### THE PROBLEM
Report how many lines in the records hold the string "expect"; give the number and nothing else.

# # # #

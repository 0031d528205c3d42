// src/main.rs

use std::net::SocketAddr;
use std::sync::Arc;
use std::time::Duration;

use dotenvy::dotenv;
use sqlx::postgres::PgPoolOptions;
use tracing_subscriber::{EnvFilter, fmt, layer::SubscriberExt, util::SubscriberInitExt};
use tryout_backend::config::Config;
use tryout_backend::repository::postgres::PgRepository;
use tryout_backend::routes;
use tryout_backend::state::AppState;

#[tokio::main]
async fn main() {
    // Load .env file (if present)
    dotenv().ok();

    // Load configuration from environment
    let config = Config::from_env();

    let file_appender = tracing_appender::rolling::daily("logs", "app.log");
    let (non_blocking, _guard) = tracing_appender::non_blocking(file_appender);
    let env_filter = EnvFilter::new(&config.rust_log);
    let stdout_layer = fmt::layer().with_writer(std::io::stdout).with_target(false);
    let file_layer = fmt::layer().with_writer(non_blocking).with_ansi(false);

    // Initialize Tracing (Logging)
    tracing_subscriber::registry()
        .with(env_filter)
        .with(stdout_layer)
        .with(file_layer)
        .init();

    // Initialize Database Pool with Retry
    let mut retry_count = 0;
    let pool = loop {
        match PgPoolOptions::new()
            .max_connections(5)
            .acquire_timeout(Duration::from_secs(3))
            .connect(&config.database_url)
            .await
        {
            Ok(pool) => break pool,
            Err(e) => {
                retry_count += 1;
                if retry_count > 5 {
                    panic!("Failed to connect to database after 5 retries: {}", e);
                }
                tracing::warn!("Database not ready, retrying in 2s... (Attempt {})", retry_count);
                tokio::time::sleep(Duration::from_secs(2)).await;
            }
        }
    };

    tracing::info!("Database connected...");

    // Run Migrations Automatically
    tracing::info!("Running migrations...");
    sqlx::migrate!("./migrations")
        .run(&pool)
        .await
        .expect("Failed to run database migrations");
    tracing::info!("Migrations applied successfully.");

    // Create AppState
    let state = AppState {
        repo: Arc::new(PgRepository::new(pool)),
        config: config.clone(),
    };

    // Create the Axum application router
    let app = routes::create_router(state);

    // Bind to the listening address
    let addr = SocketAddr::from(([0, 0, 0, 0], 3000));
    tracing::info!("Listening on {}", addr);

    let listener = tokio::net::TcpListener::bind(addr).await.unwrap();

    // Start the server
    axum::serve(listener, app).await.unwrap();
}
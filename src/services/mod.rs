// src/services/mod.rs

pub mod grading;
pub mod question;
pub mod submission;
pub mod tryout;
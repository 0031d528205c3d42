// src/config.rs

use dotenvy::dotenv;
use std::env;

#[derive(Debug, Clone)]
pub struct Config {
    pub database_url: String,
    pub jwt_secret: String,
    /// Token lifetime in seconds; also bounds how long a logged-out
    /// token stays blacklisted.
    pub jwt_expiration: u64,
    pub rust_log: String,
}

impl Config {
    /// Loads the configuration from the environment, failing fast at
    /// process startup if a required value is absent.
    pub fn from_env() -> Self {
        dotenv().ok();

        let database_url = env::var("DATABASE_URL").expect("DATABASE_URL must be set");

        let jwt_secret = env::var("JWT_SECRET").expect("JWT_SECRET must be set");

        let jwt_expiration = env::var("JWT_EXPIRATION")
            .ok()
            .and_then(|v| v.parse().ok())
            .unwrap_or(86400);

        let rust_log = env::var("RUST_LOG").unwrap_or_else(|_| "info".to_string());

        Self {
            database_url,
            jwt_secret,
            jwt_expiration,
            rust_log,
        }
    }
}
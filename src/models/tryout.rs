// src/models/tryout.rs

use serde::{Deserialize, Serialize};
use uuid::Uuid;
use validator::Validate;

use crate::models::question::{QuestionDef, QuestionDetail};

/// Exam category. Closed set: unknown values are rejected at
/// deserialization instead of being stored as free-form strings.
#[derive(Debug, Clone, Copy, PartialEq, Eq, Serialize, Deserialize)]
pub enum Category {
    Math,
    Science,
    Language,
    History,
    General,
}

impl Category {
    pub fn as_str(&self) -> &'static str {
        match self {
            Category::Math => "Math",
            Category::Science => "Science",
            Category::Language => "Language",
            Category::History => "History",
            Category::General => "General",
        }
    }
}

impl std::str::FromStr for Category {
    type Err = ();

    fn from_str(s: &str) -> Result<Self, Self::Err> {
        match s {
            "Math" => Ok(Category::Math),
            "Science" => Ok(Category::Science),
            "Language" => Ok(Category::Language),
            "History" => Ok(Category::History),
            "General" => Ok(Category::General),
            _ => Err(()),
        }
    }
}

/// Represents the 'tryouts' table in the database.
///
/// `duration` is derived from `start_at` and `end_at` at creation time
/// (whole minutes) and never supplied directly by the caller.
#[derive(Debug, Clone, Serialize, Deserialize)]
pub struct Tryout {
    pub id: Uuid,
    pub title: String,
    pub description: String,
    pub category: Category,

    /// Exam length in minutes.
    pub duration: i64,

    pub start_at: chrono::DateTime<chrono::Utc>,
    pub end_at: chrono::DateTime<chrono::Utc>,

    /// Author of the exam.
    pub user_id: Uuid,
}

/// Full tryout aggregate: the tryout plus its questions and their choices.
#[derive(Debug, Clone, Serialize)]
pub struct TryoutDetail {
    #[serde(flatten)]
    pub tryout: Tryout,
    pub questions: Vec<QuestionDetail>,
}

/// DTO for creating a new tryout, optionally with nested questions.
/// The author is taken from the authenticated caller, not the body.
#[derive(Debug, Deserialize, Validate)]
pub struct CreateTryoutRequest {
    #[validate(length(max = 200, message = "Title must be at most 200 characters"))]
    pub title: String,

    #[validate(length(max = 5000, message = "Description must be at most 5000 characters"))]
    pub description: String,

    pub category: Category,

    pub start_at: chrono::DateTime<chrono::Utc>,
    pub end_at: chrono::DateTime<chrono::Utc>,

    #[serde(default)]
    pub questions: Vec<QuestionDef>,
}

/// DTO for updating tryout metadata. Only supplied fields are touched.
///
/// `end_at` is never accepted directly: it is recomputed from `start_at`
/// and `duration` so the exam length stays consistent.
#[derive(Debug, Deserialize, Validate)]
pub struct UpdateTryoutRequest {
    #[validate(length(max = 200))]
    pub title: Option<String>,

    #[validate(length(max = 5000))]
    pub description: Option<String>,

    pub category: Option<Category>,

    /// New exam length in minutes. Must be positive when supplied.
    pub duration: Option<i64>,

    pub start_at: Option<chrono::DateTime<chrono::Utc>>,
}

# # # #

### YOUR SOLUTION
3